## WHAT TO DO
Only lines containing the string "sender" belong in the answer; copy all of them from the entries.

## Stored data
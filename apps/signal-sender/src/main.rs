//! Reproduces the "signal/message sender" tool described alongside the
//! reactor core: encodes one [`Message`] and delivers it over TCP or UDP,
//! then exits.
use std::io::Write;
use std::net::{TcpStream, UdpSocket};
use std::process::ExitCode;
use std::time::Duration;

use clap::{Parser, ValueEnum};
use svcbus_reactor::message::{PARAM_REPLY_TO, PARAM_SECRET_CODE};
use svcbus_reactor::{Address, Message};
use tracing::{error, warn};

#[derive(Copy, Clone, Debug, ValueEnum)]
enum Transport {
    Tcp,
    Udp,
}

/// Deliver a single message to a running service over TCP or UDP.
#[derive(Parser, Debug)]
#[command(name = "signal-sender", version)]
struct Args {
    /// Target endpoint, `host:port`.
    #[arg(long)]
    host: String,

    /// Transport to use.
    #[arg(long, value_enum)]
    r#type: Transport,

    /// Message spec: `[server:]service/COMMAND`.
    #[arg(long)]
    message: String,

    /// Extra parameter, repeatable: `name=value`.
    #[arg(long = "param")]
    params: Vec<String>,

    /// Shared secret carried as the `secret_code` parameter.
    #[arg(long = "secret-code")]
    secret_code: Option<String>,

    /// Request a TLS-wrapped stream (TLS itself is outside this core; the
    /// sender warns and falls back to plaintext).
    #[arg(long)]
    encrypt: bool,

    /// For UDP, wait briefly for a reply datagram and print it.
    #[arg(long)]
    reply: bool,
}

const CONFIG_ERROR: u8 = 1;
const NETWORK_ERROR: u8 = 2;

fn main() -> ExitCode {
    tracing_subscriber::fmt().with_env_filter("warn").init();
    let args = Args::parse();
    match run(args) {
        Ok(()) => ExitCode::SUCCESS,
        Err(code) => ExitCode::from(code),
    }
}

fn run(args: Args) -> Result<(), u8> {
    let (server, service, command) = parse_message_spec(&args.message).map_err(|e| {
        error!("invalid --message: {e}");
        CONFIG_ERROR
    })?;

    let addr = Address::parse(&args.host, "127.0.0.1", 0).map_err(|e| {
        error!("invalid --host: {e}");
        CONFIG_ERROR
    })?;
    let socket_addr = addr.socket_addr().ok_or_else(|| {
        error!("--host must be an IP endpoint, not a Unix path");
        CONFIG_ERROR
    })?;

    let mut message = Message::new(command).map_err(|e| {
        error!("invalid command in --message: {e}");
        CONFIG_ERROR
    })?;
    if let Some(server) = server {
        message.set_server(server);
    }
    message.set_service(service);
    message.add_version_parameter();

    for raw in &args.params {
        let (name, value) = raw.split_once('=').ok_or_else(|| {
            error!("--param `{raw}` is not `name=value`");
            CONFIG_ERROR
        })?;
        message.set_parameter(name, value);
    }

    if let Some(secret) = &args.secret_code {
        message.set_parameter(PARAM_SECRET_CODE, secret);
    }

    if args.encrypt {
        warn!("--encrypt requested but TLS wrapping is outside this core; sending in plaintext");
    }

    match args.r#type {
        Transport::Tcp => send_tcp(socket_addr, &message),
        Transport::Udp => send_udp(socket_addr, &mut message, args.reply),
    }
}

fn send_tcp(addr: std::net::SocketAddr, message: &Message) -> Result<(), u8> {
    let mut stream = TcpStream::connect(addr).map_err(|e| {
        error!("connect to {addr} failed: {e}");
        NETWORK_ERROR
    })?;
    let mut line = message.encode();
    line.push('\n');
    stream.write_all(line.as_bytes()).map_err(|e| {
        error!("send to {addr} failed: {e}");
        NETWORK_ERROR
    })?;
    Ok(())
}

fn send_udp(addr: std::net::SocketAddr, message: &mut Message, reply: bool) -> Result<(), u8> {
    let socket = UdpSocket::bind(("0.0.0.0", 0)).map_err(|e| {
        error!("failed to bind local UDP socket: {e}");
        NETWORK_ERROR
    })?;
    if reply {
        if let Ok(local) = socket.local_addr() {
            message.set_parameter(PARAM_REPLY_TO, local.to_string());
        }
    }
    let encoded = message.encode();
    socket.send_to(encoded.as_bytes(), addr).map_err(|e| {
        error!("send to {addr} failed: {e}");
        NETWORK_ERROR
    })?;

    if reply {
        socket
            .set_read_timeout(Some(Duration::from_secs(2)))
            .map_err(|e| {
                error!("failed to arm reply timeout: {e}");
                NETWORK_ERROR
            })?;
        let mut buf = [0u8; 64 * 1024];
        match socket.recv(&mut buf) {
            Ok(n) => {
                let text = String::from_utf8_lossy(&buf[..n]);
                println!("{text}");
            }
            Err(e) => {
                error!("no reply received: {e}");
                return Err(NETWORK_ERROR);
            }
        }
    }
    Ok(())
}

/// Parse the CLI's `[server:]service/COMMAND` shorthand. Note this is the
/// reverse nesting of the wire format's `server/service:COMMAND` — it is a
/// convenience for this tool's flag, not the wire grammar.
fn parse_message_spec(spec: &str) -> Result<(Option<String>, String, String), String> {
    let slash = spec
        .find('/')
        .ok_or_else(|| format!("`{spec}` is missing the `/COMMAND` suffix"))?;
    let (head, command) = (&spec[..slash], &spec[slash + 1..]);
    if command.is_empty() {
        return Err(format!("`{spec}` has an empty command"));
    }
    let (server, service) = match head.split_once(':') {
        Some((server, service)) => (Some(server.to_string()), service.to_string()),
        None => (None, head.to_string()),
    };
    if service.is_empty() {
        return Err(format!("`{spec}` has an empty service name"));
    }
    Ok((server, service, command.to_string()))
}

#[cfg(test)]
mod tests {
    use super::*;

    #[test]
    fn parses_service_and_command() {
        let (server, service, command) = parse_message_spec("pinger/PING").unwrap();
        assert_eq!(server, None);
        assert_eq!(service, "pinger");
        assert_eq!(command, "PING");
    }

    #[test]
    fn parses_server_service_and_command() {
        let (server, service, command) = parse_message_spec("host1:pinger/PING").unwrap();
        assert_eq!(server, Some("host1".to_string()));
        assert_eq!(service, "pinger");
        assert_eq!(command, "PING");
    }

    #[test]
    fn rejects_missing_slash() {
        assert!(parse_message_spec("pinger:PING").is_err());
    }
}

## WRITTEN SOLUTION
filename apps/signal-sender/src/main.rs
//! Reproduces the "signal/message sender" tool described alongside the
#[command(name = "signal-sender", version)]
    /// sender warns and falls back to plaintext).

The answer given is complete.